IEEE Trans Neural Netw. 2008 Sep;19(9):1615-25. doi: 10.1109/TNN.2008.2000804.
A new feedback-linearization-based neural network (NN) adaptive control is proposed for unknown nonaffine nonlinear discrete-time systems. An equivalent model in affine-like form is first derived for the original nonaffine discrete-time systems as feedback linearization methods cannot be implemented for such systems.
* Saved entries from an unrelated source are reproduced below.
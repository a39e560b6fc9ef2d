//! Upgrade planning: step costing, risk scoring, and the serializable plan
//! the orchestrator executes.
//!
//! Estimates are deliberately coarse and deliberately high. A plan is a
//! promise to an operator, and a plan that finishes early is a kept promise.

use chrono::{DateTime, Utc};
use serde::{Deserialize, Serialize};

use crate::ledger::{Migration, MigrationVersion};
use crate::validator::{destructive_operations, has_unconditional_write};

/// Floor cost of any step: lock handoff, snapshot, ledger write.
const BASE_STEP_COST_MS: u64 = 30_000;
/// Per-line cost of the up-script.
const PER_LINE_COST_MS: u64 = 50;
/// Surcharge for steps that move row data.
const DATA_STATEMENT_COST_MS: u64 = 15_000;
/// Surcharge per index build.
const INDEX_COST_MS: u64 = 20_000;

/// Risk points per finding.
const RISK_DROP_TABLE: u32 = 3;
const RISK_TRUNCATE: u32 = 3;
const RISK_DROP_COLUMN: u32 = 2;
const RISK_UNCONDITIONAL_WRITE: u32 = 2;
const RISK_FLAGGED_DESCRIPTION: u32 = 2;

/// Overall risk classification, ordered from safest to most dangerous.
#[derive(Debug, Clone, Copy, PartialEq, Eq, PartialOrd, Ord, Serialize, Deserialize)]
#[serde(rename_all = "snake_case")]
pub enum RiskLevel {
    Low,
    Medium,
    High,
    Critical,
}

impl RiskLevel {
    /// Monotonic in the score: more findings never lower the level.
    pub fn from_score(score: u32) -> Self {
        match score {
            0 => Self::Low,
            1..=3 => Self::Medium,
            4..=6 => Self::High,
            _ => Self::Critical,
        }
    }

    pub fn as_str(&self) -> &'static str {
        match self {
            Self::Low => "low",
            Self::Medium => "medium",
            Self::High => "high",
            Self::Critical => "critical",
        }
    }
}

/// One migration as placed in a plan.
#[derive(Debug, Clone, Serialize, Deserialize)]
pub struct PlanStep {
    pub version: MigrationVersion,
    pub description: String,
    pub checksum: String,
    pub estimated_duration_ms: u64,
    pub destructive_operations: Vec<String>,
    pub risk_score: u32,
    pub reversible: bool,
}

/// Ordered, costed, risk-scored upgrade path. Serializable so it can be
/// reviewed and approved out of band before execution.
#[derive(Debug, Clone, Serialize, Deserialize)]
pub struct MigrationPlan {
    pub created_at: DateTime<Utc>,
    pub current_version: MigrationVersion,
    pub target_version: MigrationVersion,
    pub steps: Vec<PlanStep>,
    pub estimated_duration_ms: u64,
    pub risk_score: u32,
    pub risk_level: RiskLevel,
    pub requires_downtime: bool,
    pub warnings: Vec<String>,
}

impl MigrationPlan {
    /// Human-readable reverse path: how this plan would be undone, newest
    /// step first.
    pub fn rollback_plan(&self) -> Vec<String> {
        self.steps
            .iter()
            .rev()
            .map(|step| {
                if step.reversible {
                    format!(
                        "roll back version {} ({}) via stored down-script",
                        step.version, step.description
                    )
                } else {
                    format!(
                        "roll back version {} ({}) via snapshot restore",
                        step.version, step.description
                    )
                }
            })
            .collect()
    }

    pub fn is_empty(&self) -> bool {
        self.steps.is_empty()
    }
}

/// Cost, score, and assemble a plan from pending migrations.
///
/// The caller guarantees `migrations` is the ascending pending set between
/// `current` (exclusive) and `target` (inclusive).
pub fn build_plan(
    current: MigrationVersion,
    target: MigrationVersion,
    migrations: &[Migration],
    warnings: Vec<String>,
) -> MigrationPlan {
    let mut steps = Vec::with_capacity(migrations.len());
    let mut total_duration = 0u64;
    let mut total_score = 0u32;
    let mut requires_downtime = false;

    for migration in migrations {
        let duration = estimate_step_duration_ms(&migration.up);
        let score = risk_score(migration);
        let destructive = destructive_operations(&migration.up);

        requires_downtime |= destructive
            .iter()
            .any(|op| op.starts_with("DROP TABLE") || op.starts_with("TRUNCATE"))
            || has_unconditional_write(&migration.up);

        total_duration += duration;
        total_score += score;
        steps.push(PlanStep {
            version: migration.version,
            description: migration.description.clone(),
            checksum: migration.checksum.clone(),
            estimated_duration_ms: duration,
            destructive_operations: destructive,
            risk_score: score,
            reversible: migration.is_reversible(),
        });
    }

    MigrationPlan {
        created_at: Utc::now(),
        current_version: current,
        target_version: target,
        steps,
        estimated_duration_ms: total_duration,
        risk_score: total_score,
        risk_level: RiskLevel::from_score(total_score),
        requires_downtime,
        warnings,
    }
}

/// Pessimistic wall-clock estimate for one up-script.
pub fn estimate_step_duration_ms(sql: &str) -> u64 {
    let upper = sql.to_uppercase();
    let mut cost = BASE_STEP_COST_MS;
    cost += PER_LINE_COST_MS * sql.lines().filter(|l| !l.trim().is_empty()).count() as u64;
    if upper.contains("INSERT") || upper.contains("UPDATE") {
        cost += DATA_STATEMENT_COST_MS;
    }
    cost += INDEX_COST_MS * upper.matches("CREATE INDEX").count() as u64;
    cost += INDEX_COST_MS * upper.matches("CREATE UNIQUE INDEX").count() as u64;
    cost
}

/// Risk points for one migration.
pub fn risk_score(migration: &Migration) -> u32 {
    let mut score = 0;
    for op in destructive_operations(&migration.up) {
        if op.starts_with("DROP TABLE") {
            score += RISK_DROP_TABLE;
        } else if op.starts_with("DROP COLUMN") {
            score += RISK_DROP_COLUMN;
        } else if op.starts_with("TRUNCATE") {
            score += RISK_TRUNCATE;
        }
    }
    if has_unconditional_write(&migration.up) {
        score += RISK_UNCONDITIONAL_WRITE;
    }
    let description = migration.description.to_lowercase();
    if description.contains("breaking") || description.contains("major") {
        score += RISK_FLAGGED_DESCRIPTION;
    }
    score
}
Then, feedback linearization adaptive control is implemented based on the affine-like equivalent model identified with neural networks. Pretraining is not required and the weights of the neural networks used in adaptive control are directly updated online based on the input-output measurement. The dead-zone technique is used to remove the requirement of persistence excitation during the adaptation. With the proposed neural network adaptive control, stability and performance of the closed-loop system are rigorously established. Illustrated examples are provided to validate the theoretical findings.
针对未知非仿射非线性离散时间系统,提出了一种基于反馈线性化的新型神经网络(NN)自适应控制方法。由于反馈线性化方法无法应用于此类系统,因此首先为原始非仿射离散时间系统推导了仿射形式的等效模型。然后,基于神经网络识别出的仿射等效模型实施反馈线性化自适应控制。该方法无需预训练,自适应控制中使用的神经网络权重直接根据输入输出测量在线更新。采用死区技术消除了自适应过程中持续激励的要求。通过所提出的神经网络自适应控制,严格建立了闭环系统的稳定性和性能。提供了实例以验证理论结果。